■ **Work order**:
Keep each line of the material that includes "FtdClientError", and leave out the rest.

** Opening Records to process block **

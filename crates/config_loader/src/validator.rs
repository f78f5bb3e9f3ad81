//! 配置校验模块
//!
//! 校验规则：
//! - device 字段 (derive: host 为 URL, username 非空, timeout 范围)
//! - host 协议为 http / https
//! - token_path 以 '/' 开头
//! - 操作名非空, 操作 url 以 '/' 开头

use contracts::{ContractError, UploaderConfig};
use validator::{Validate, ValidationErrors, ValidationErrorsKind};

/// 校验 UploaderConfig 配置
///
/// 返回第一个遇到的错误，或 Ok(())。
pub fn validate(config: &UploaderConfig) -> Result<(), ContractError> {
    validate_fields(config)?;
    validate_host_scheme(config)?;
    validate_token_path(config)?;
    validate_operations(config)?;
    Ok(())
}

/// derive 规则
fn validate_fields(config: &UploaderConfig) -> Result<(), ContractError> {
    config.validate().map_err(|errors| {
        let (field, message) = first_error("", &errors)
            .unwrap_or_else(|| (String::from("config"), errors.to_string()));
        ContractError::config_validation(field, message)
    })
}

/// Flatten nested validator errors down to the first failing field, in field-name order.
fn first_error(prefix: &str, errors: &ValidationErrors) -> Option<(String, String)> {
    let mut entries: Vec<_> = errors.errors().iter().collect();
    entries.sort_by(|a, b| a.0.cmp(b.0));

    for (name, kind) in entries {
        let path = if prefix.is_empty() {
            name.to_string()
        } else {
            format!("{prefix}.{name}")
        };
        match kind {
            ValidationErrorsKind::Field(field_errors) => {
                if let Some(err) = field_errors.first() {
                    let message = err
                        .message
                        .as_ref()
                        .map(|m| m.to_string())
                        .unwrap_or_else(|| err.code.to_string());
                    return Some((path, message));
                }
            }
            ValidationErrorsKind::Struct(nested) => {
                if let Some(found) = first_error(&path, nested) {
                    return Some(found);
                }
            }
            ValidationErrorsKind::List(items) => {
                for (idx, nested) in items {
                    if let Some(found) = first_error(&format!("{path}[{idx}]"), nested) {
                        return Some(found);
                    }
                }
            }
        }
    }
    None
}

/// 校验 host 协议
fn validate_host_scheme(config: &UploaderConfig) -> Result<(), ContractError> {
    let host = config.device.host.to_ascii_lowercase();
    if !(host.starts_with("http://") || host.starts_with("https://")) {
        return Err(ContractError::config_validation(
            "device.host",
            format!("host must use http or https, got '{}'", config.device.host),
        ));
    }
    Ok(())
}

/// 校验 token 路径
fn validate_token_path(config: &UploaderConfig) -> Result<(), ContractError> {
    if !config.device.token_path.starts_with('/') {
        return Err(ContractError::config_validation(
            "device.token_path",
            format!(
                "token_path must start with '/', got '{}'",
                config.device.token_path
            ),
        ));
    }
    Ok(())
}

/// 校验操作目录
fn validate_operations(config: &UploaderConfig) -> Result<(), ContractError> {
    for (name, spec) in &config.operations {
        if name.trim().is_empty() {
            return Err(ContractError::config_validation(
                "operations",
                "operation name cannot be empty",
            ));
        }
        if !spec.url.starts_with('/') {
            return Err(ContractError::config_validation(
                format!("operations.{name}.url"),
                format!("url must start with '/', got '{}'", spec.url),
            ));
        }
    }
    Ok(())
}
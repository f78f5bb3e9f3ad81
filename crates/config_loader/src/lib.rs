//! # Config Loader
//!
//! Configuration loading and parsing module.
//!
//! Responsibilities:
//! - Parse TOML/JSON configuration files
//! - Merge the external operation catalog file, if any
//! - Apply device overrides (CLI flags / environment)
//! - Validate configuration legality
//!
//! # Example
//!
//! ```no_run
//! use config_loader::ConfigLoader;
//! use std::path::Path;
//!
//! let config = ConfigLoader::load_from_path(Path::new("ftd.toml")).unwrap();
//! println!("Device: {}", config.device.host);
//! ```

mod parser;
mod validator;

pub use contracts::UploaderConfig;
pub use parser::ConfigFormat;

use contracts::ContractError;
use std::path::Path;
use tracing::debug;

/// Device settings that take precedence over the configuration file
#[derive(Debug, Clone, Default)]
pub struct DeviceOverrides {
    pub host: Option<String>,
    pub username: Option<String>,
    pub password: Option<String>,
}

impl DeviceOverrides {
    fn apply(&self, config: &mut UploaderConfig) {
        if let Some(host) = &self.host {
            config.device.host = host.clone();
        }
        if let Some(username) = &self.username {
            config.device.username = username.clone();
        }
        if let Some(password) = &self.password {
            config.device.password = password.clone();
        }
    }
}

/// Configuration loader
///
/// Provides static methods to load configuration from files or strings.
pub struct ConfigLoader;

impl ConfigLoader {
    /// Load configuration from file path
    ///
    /// Automatically detects format from file extension (.toml / .json).
    ///
    /// # Errors
    /// - File read failure
    /// - Unsupported format
    /// - Parse failure
    /// - Validation failure
    pub fn load_from_path(path: &Path) -> Result<UploaderConfig, ContractError> {
        Self::load_from_path_with(path, &DeviceOverrides::default())
    }

    /// Load configuration from file path, then apply `overrides` before validation
    pub fn load_from_path_with(
        path: &Path,
        overrides: &DeviceOverrides,
    ) -> Result<UploaderConfig, ContractError> {
        let format = Self::detect_format(path)?;
        let content = Self::read_file(path)?;
        let mut config = parser::parse(&content, format)?;

        if let Some(catalog_file) = config.catalog_file.clone() {
            let base = path.parent().unwrap_or_else(|| Path::new("."));
            Self::merge_catalog_file(&mut config, &base.join(catalog_file))?;
        }

        overrides.apply(&mut config);
        validator::validate(&config)?;
        Ok(config)
    }

    /// Load configuration from string
    ///
    /// `catalog_file` is not resolved here since there is no base directory.
    ///
    /// # Errors
    /// - Parse failure
    /// - Validation failure
    pub fn load_from_str(
        content: &str,
        format: ConfigFormat,
    ) -> Result<UploaderConfig, ContractError> {
        let config = parser::parse(content, format)?;
        validator::validate(&config)?;
        Ok(config)
    }
}

impl ConfigLoader {
    /// Infer configuration format from file extension
    fn detect_format(path: &Path) -> Result<ConfigFormat, ContractError> {
        let ext = path.extension().and_then(|e| e.to_str()).ok_or_else(|| {
            ContractError::config_parse("cannot determine file format from extension")
        })?;

        ConfigFormat::from_extension(ext).ok_or_else(|| {
            ContractError::config_parse(format!("unsupported config format: .{ext}"))
        })
    }

    /// Read configuration file content
    fn read_file(path: &Path) -> Result<String, ContractError> {
        std::fs::read_to_string(path).map_err(|e| ContractError::ConfigParse {
            message: format!("cannot read '{}': {e}", path.display()),
            source: Some(Box::new(e)),
        })
    }

    /// Merge an external catalog; inline `[operations]` entries win on name clashes
    fn merge_catalog_file(config: &mut UploaderConfig, path: &Path) -> Result<(), ContractError> {
        let format = Self::detect_format(path)?;
        let content = Self::read_file(path)?;
        let catalog = parser::parse_catalog(&content, format)?;

        debug!(
            catalog = %path.display(),
            operations = catalog.len(),
            "Merging operation catalog"
        );

        for (name, spec) in catalog {
            config.operations.entry(name).or_insert(spec);
        }
        Ok(())
    }
}
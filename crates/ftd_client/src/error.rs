//! FTD client error types

use thiserror::Error;

/// Errors raised while setting up a client
#[derive(Debug, Error)]
pub enum FtdClientError {
    /// HTTP client could not be built (TLS backend, invalid settings)
    #[error("failed to build HTTP client for '{host}': {message}")]
    ClientBuild { host: String, message: String },
}

impl FtdClientError {
    /// Create client build error
    pub fn client_build(host: impl Into<String>, message: impl Into<String>) -> Self {
        Self::ClientBuild {
            host: host.into(),
            message: message.into(),
        }
    }
}

/// Result alias
pub type Result<T> = std::result::Result<T, FtdClientError>;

** Closing Records to process block **

■ **Exercise response**:
pub enum FtdClientError {
impl FtdClientError {
pub type Result<T> = std::result::Result<T, FtdClientError>;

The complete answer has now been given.